When a student confides in you
Be supportive and non-judgmental. If someone discloses an experience with sexual, physical or emotional violence, it demonstrates a tremendous amount of trust in you. It is essential that you honor that trust and support this person in any way you feel comfortable. Try one of the following statements:
- “I’m sorry this happened to you.”
- “You are not alone—there is help.”
- “You are very courageous for sharing this with me. Thank you.”
- “How can I help?”
- “Do you feel safe?”
Refer your student to Sexual Assault Services and/or some other safe place. Sexual Assault Services can help students locate available resources—this is free and confidential.
What to expect
If a student is or has been the victim of a sexual assault, dating/partner violence or stalking, s/he may be experiencing trauma &fear that life will never be the same again. A few issues that often arise for such students are:
- Concerns about confidentiality: victims often worry that everyone will know if they seek help, and that it might become a part of their university record. Embarrassment, shame and fearthat make it difficult to discuss the situation also make it harder to ask for help.

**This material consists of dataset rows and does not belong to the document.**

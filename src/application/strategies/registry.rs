use crate::application::strategies::{
    LongHoldStrategy, RsiReversionStrategy, SmaCrossStrategy, Strategy,
};
use crate::domain::errors::EngineError;
use crate::domain::params::ParamMap;
use anyhow::Result;
use serde::Serialize;
use std::collections::BTreeMap;

type Factory = fn() -> Box<dyn Strategy>;

/// What `list-strategies` reports for one registered class.
#[derive(Debug, Clone, Serialize)]
pub struct StrategyDescriptor {
    pub name: String,
    pub description: String,
    pub parameters: ParamMap,
    pub lookback: usize,
}

/// Typed plugin registry: strategy name → factory closure, populated at
/// process start. Parameters are validated at instantiation.
pub struct StrategyRegistry {
    entries: BTreeMap<&'static str, (Factory, &'static str)>,
}

impl StrategyRegistry {
    pub fn empty() -> Self {
        Self {
            entries: BTreeMap::new(),
        }
    }

    /// The built-in strategy library.
    pub fn with_builtins() -> Self {
        let mut registry = Self::empty();
        registry.register(
            "long_hold",
            || Box::new(LongHoldStrategy::new()),
            "Buy and hold: enter long on the first close, hold to the end",
        );
        registry.register(
            "sma_cross",
            || Box::new(SmaCrossStrategy::default()),
            "Dual-SMA crossover: long on golden cross, flat on death cross",
        );
        registry.register(
            "rsi_reversion",
            || Box::new(RsiReversionStrategy::default()),
            "RSI mean reversion: long when oversold, exit when overbought",
        );
        registry
    }

    pub fn register(&mut self, name: &'static str, factory: Factory, description: &'static str) {
        self.entries.insert(name, (factory, description));
    }

    pub fn list(&self) -> Vec<String> {
        self.entries.keys().map(|s| s.to_string()).collect()
    }

    pub fn is_valid(&self, name: &str) -> bool {
        self.entries.contains_key(name)
    }

    pub fn describe(&self, name: &str) -> Result<StrategyDescriptor> {
        let (factory, description) = self
            .entries
            .get(name)
            .ok_or_else(|| EngineError::InvalidInput(format!("unknown strategy '{name}'")))?;
        let strategy = factory();
        Ok(StrategyDescriptor {
            name: name.to_string(),
            description: description.to_string(),
            parameters: strategy.parameters(),
            lookback: strategy.max_lookback(),
        })
    }

    pub fn describe_all(&self) -> Vec<StrategyDescriptor> {
        self.entries
            .keys()
            .filter_map(|name| self.describe(name).ok())
            .collect()
    }

    /// Build a strategy with defaults ⊕ overrides.
    pub fn instantiate(&self, name: &str, overrides: &ParamMap) -> Result<Box<dyn Strategy>> {
        let (factory, _) = self
            .entries
            .get(name)
            .ok_or_else(|| EngineError::InvalidInput(format!("unknown strategy '{name}'")))?;
        let mut strategy = factory();
        strategy
            .apply_parameters(overrides)
            .map_err(|e| EngineError::InvalidInput(format!("strategy '{name}': {e}")))?;
        Ok(strategy)
    }
}

#[cfg(test)]
mod tests {
    use super::*;
    use crate::domain::params::ParamValue;

    #[test]
    fn test_builtins_listed() {
        let registry = StrategyRegistry::with_builtins();
        let names = registry.list();
        assert_eq!(names, vec!["long_hold", "rsi_reversion", "sma_cross"]);
        assert!(registry.is_valid("sma_cross"));
        assert!(!registry.is_valid("nope"));
    }

    #[test]
    fn test_describe_reports_defaults() {
        let registry = StrategyRegistry::with_builtins();
        let desc = registry.describe("sma_cross").unwrap();
        assert_eq!(desc.lookback, 50);
        assert_eq!(desc.parameters.get("fast"), Some(&ParamValue::from(20usize)));
    }

    #[test]
    fn test_instantiate_applies_overrides() {
        let registry = StrategyRegistry::with_builtins();
        let mut overrides = ParamMap::new();
        overrides.insert("fast".into(), ParamValue::from(5usize));
        overrides.insert("slow".into(), ParamValue::from(10usize));

        let strategy = registry.instantiate("sma_cross", &overrides).unwrap();
        assert_eq!(strategy.max_lookback(), 10);
    }

    #[test]
    fn test_unknown_strategy_is_invalid_input() {
        let registry = StrategyRegistry::with_builtins();
        let err = registry.instantiate("mystery", &ParamMap::new()).unwrap_err();
        let engine_err = err.downcast_ref::<EngineError>().unwrap();
        assert!(matches!(engine_err, EngineError::InvalidInput(_)));
    }
}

- Fears about personal safety: victims may not feel safe – in their current housing situations, on campus or in the community.
- Fears about health: victims may also be worried about contracting STIs, HIV, or becoming pregnant.
- Loss of sense of control: victims often feel helplessness and depression after such violations of personal control. This is even truer for victims who do not feel they are allowed to make their own choices about what happens next.